NEW YORK — Researchers have characterized the transcriptome of cells at increased risk of developing into breast tumors.

Cells located near breast tumors, despite appearing normal, are at increased risk of developing into a secondary breast cancer. Using the conditionally reprogrammed cell technique, researchers from Georgetown University grew normal breast epithelial cells isolated from the same breast in which patients had a tumor. As they presented in Science Reports on Friday, the researchers also uncovered altered transcriptomes within these malignancy-adjacent cells, including changes that shifted them to be more like mammary stem cells.

By better understanding these at-risk cells, the researchers said further insight could be gleaned into how recurrences arise.

"We hope that our findings will help lead to more precise and directed screening in the future, sparing women unneeded procedures as we currently screen almost all women between the ages of 40 to 70, sometimes very aggressively," senior author Priscilla Furth, professor of oncology and medicine at Georgetown Lombardi, said in a statement.

She and her colleagues collected high-risk noncancerous samples from 25 women with different types of breast cancer who underwent mastectomies. From these samples, the researchers generated conditionally reprogrammed cell cultures, which enabled them to grow and study normal breast epithelial cells. Normal epithelial cells, they noted, can otherwise be difficult to study as they are slow growing cells and their cultures often become contaminated with other cell types, especially fibroblasts.

Overall, they found that viability and formation of mammospheres varied across samples but were stable across the three mammary-specific media they used.

The researchers meanwhile conducted RNA-sequencing analysis of the initial high-risk noncancerous samples as well as of matched invasive tumor samples from eight individuals. They noted links between some samples' behavior in culture and their gene expression. For instance, many of the high-viability cells also had higher expression of many target genes of E2F transcription factors, which are linked to cell proliferation.

The researchers further focused their analysis on samples from women who underwent chemotherapy prior to surgery. Treatment, they found, altered the transcriptomes of the high-risk noncancerous cells to resemble more closely those of mammary stem cells. Genes including LIFR and THY1 were upregulated, while genes like CD24 were downregulated.

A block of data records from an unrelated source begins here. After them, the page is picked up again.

//! Decoded OpenFlow multipart messages as handed over by the wire codec.
//!
//! Encoding and decoding of the binary format happens outside this crate; these
//! types carry the already decoded, still version-specific fields.

use serde::{Deserialize, Serialize};
use strum_macros::{Display, EnumIter};

use crate::device::Xid;

#[derive(Debug, Clone, Copy, PartialEq, Eq, Hash, PartialOrd, Ord, Serialize, Deserialize)]
pub enum OfVersion {
    V10,
    V13,
}

impl OfVersion {
    pub fn from_wire(version: u8) -> Option<Self> {
        match version {
            0x01 => Some(Self::V10),
            0x04 => Some(Self::V13),
            _ => None,
        }
    }

    pub fn wire_version(&self) -> u8 {
        match self {
            Self::V10 => 0x01,
            Self::V13 => 0x04,
        }
    }
}

#[derive(
    Debug, Clone, Copy, PartialEq, Eq, Hash, PartialOrd, Ord, Serialize, Deserialize, Display, EnumIter,
)]
pub enum MultipartType {
    #[strum(serialize = "OFPMPDESC")]
    Desc,
    #[strum(serialize = "OFPMPFLOW")]
    Flow,
    #[strum(serialize = "OFPMPAGGREGATE")]
    Aggregate,
    #[strum(serialize = "OFPMPTABLE")]
    Table,
    #[strum(serialize = "OFPMPPORTSTATS")]
    PortStats,
    #[strum(serialize = "OFPMPQUEUE")]
    Queue,
    #[strum(serialize = "OFPMPGROUP")]
    Group,
    #[strum(serialize = "OFPMPGROUPDESC")]
    GroupDesc,
    #[strum(serialize = "OFPMPGROUPFEATURES")]
    GroupFeatures,
    #[strum(serialize = "OFPMPMETER")]
    Meter,
    #[strum(serialize = "OFPMPMETERCONFIG")]
    MeterConfig,
    #[strum(serialize = "OFPMPMETERFEATURES")]
    MeterFeatures,
    #[strum(serialize = "OFPMPTABLEFEATURES")]
    TableFeatures,
    #[strum(serialize = "OFPMPPORTDESC")]
    PortDesc,
    #[strum(serialize = "OFPMPEXPERIMENTER")]
    Experimenter,
}

impl MultipartType {
    pub fn from_code(code: u16) -> Option<Self> {
        let multipart_type = match code {
            0 => Self::Desc,
            1 => Self::Flow,
            2 => Self::Aggregate,
            3 => Self::Table,
            4 => Self::PortStats,
            5 => Self::Queue,
            6 => Self::Group,
            7 => Self::GroupDesc,
            8 => Self::GroupFeatures,
            9 => Self::Meter,
            10 => Self::MeterConfig,
            11 => Self::MeterFeatures,
            12 => Self::TableFeatures,
            13 => Self::PortDesc,
            0xffff => Self::Experimenter,
            _ => return None,
        };
        Some(multipart_type)
    }

    pub fn code(&self) -> u16 {
        match self {
            Self::Desc => 0,
            Self::Flow => 1,
            Self::Aggregate => 2,
            Self::Table => 3,
            Self::PortStats => 4,
            Self::Queue => 5,
            Self::Group => 6,
            Self::GroupDesc => 7,
            Self::GroupFeatures => 8,
            Self::Meter => 9,
            Self::MeterConfig => 10,
            Self::MeterFeatures => 11,
            Self::TableFeatures => 12,
            Self::PortDesc => 13,
            Self::Experimenter => 0xffff,
        }
    }
}

pub const OFPTT_ALL: u8 = 0xff;
pub const OFPP_ANY: u32 = 0xffff_ffff;
pub const OFPQ_ALL: u32 = 0xffff_ffff;
pub const OFPG_ALL: u32 = 0xffff_fffc;
pub const OFPM_ALL: u32 = 0xffff_ffff;

#[derive(Debug, Clone, PartialEq, Eq, Serialize, Deserialize)]
pub struct MultipartRequest {
    pub xid: Xid,
    pub body: MultipartRequestBody,
}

This shift to stem-cell like state could be an indicator of either a post-treatment healing response or of future cancer stem cell development, the researchers noted.

Furth and colleagues additionally found that some high-risk noncancerous samples and tumor samples expressed genes typically linked to pregnancy. Some samples, for instance, had increased expression of BIRC5 and STAT5A, which have previously also been tied to breast cancer. They further noted that the expression patterns of the pregnancy-related genes differed in their samples versus patterns observed during the luteal phase of menstruation. Future studies, they added, should consider menstrual cycle phase at time of sample collection.

These different behavioral and transcriptomic profiles could indicate different risk profiles for these cells and patients, the researchers added. The findings, they noted, could "provide a baseline for further development of possible prognostic platforms for breast cancer risk," though they noted that such "platforms would be challenging to build."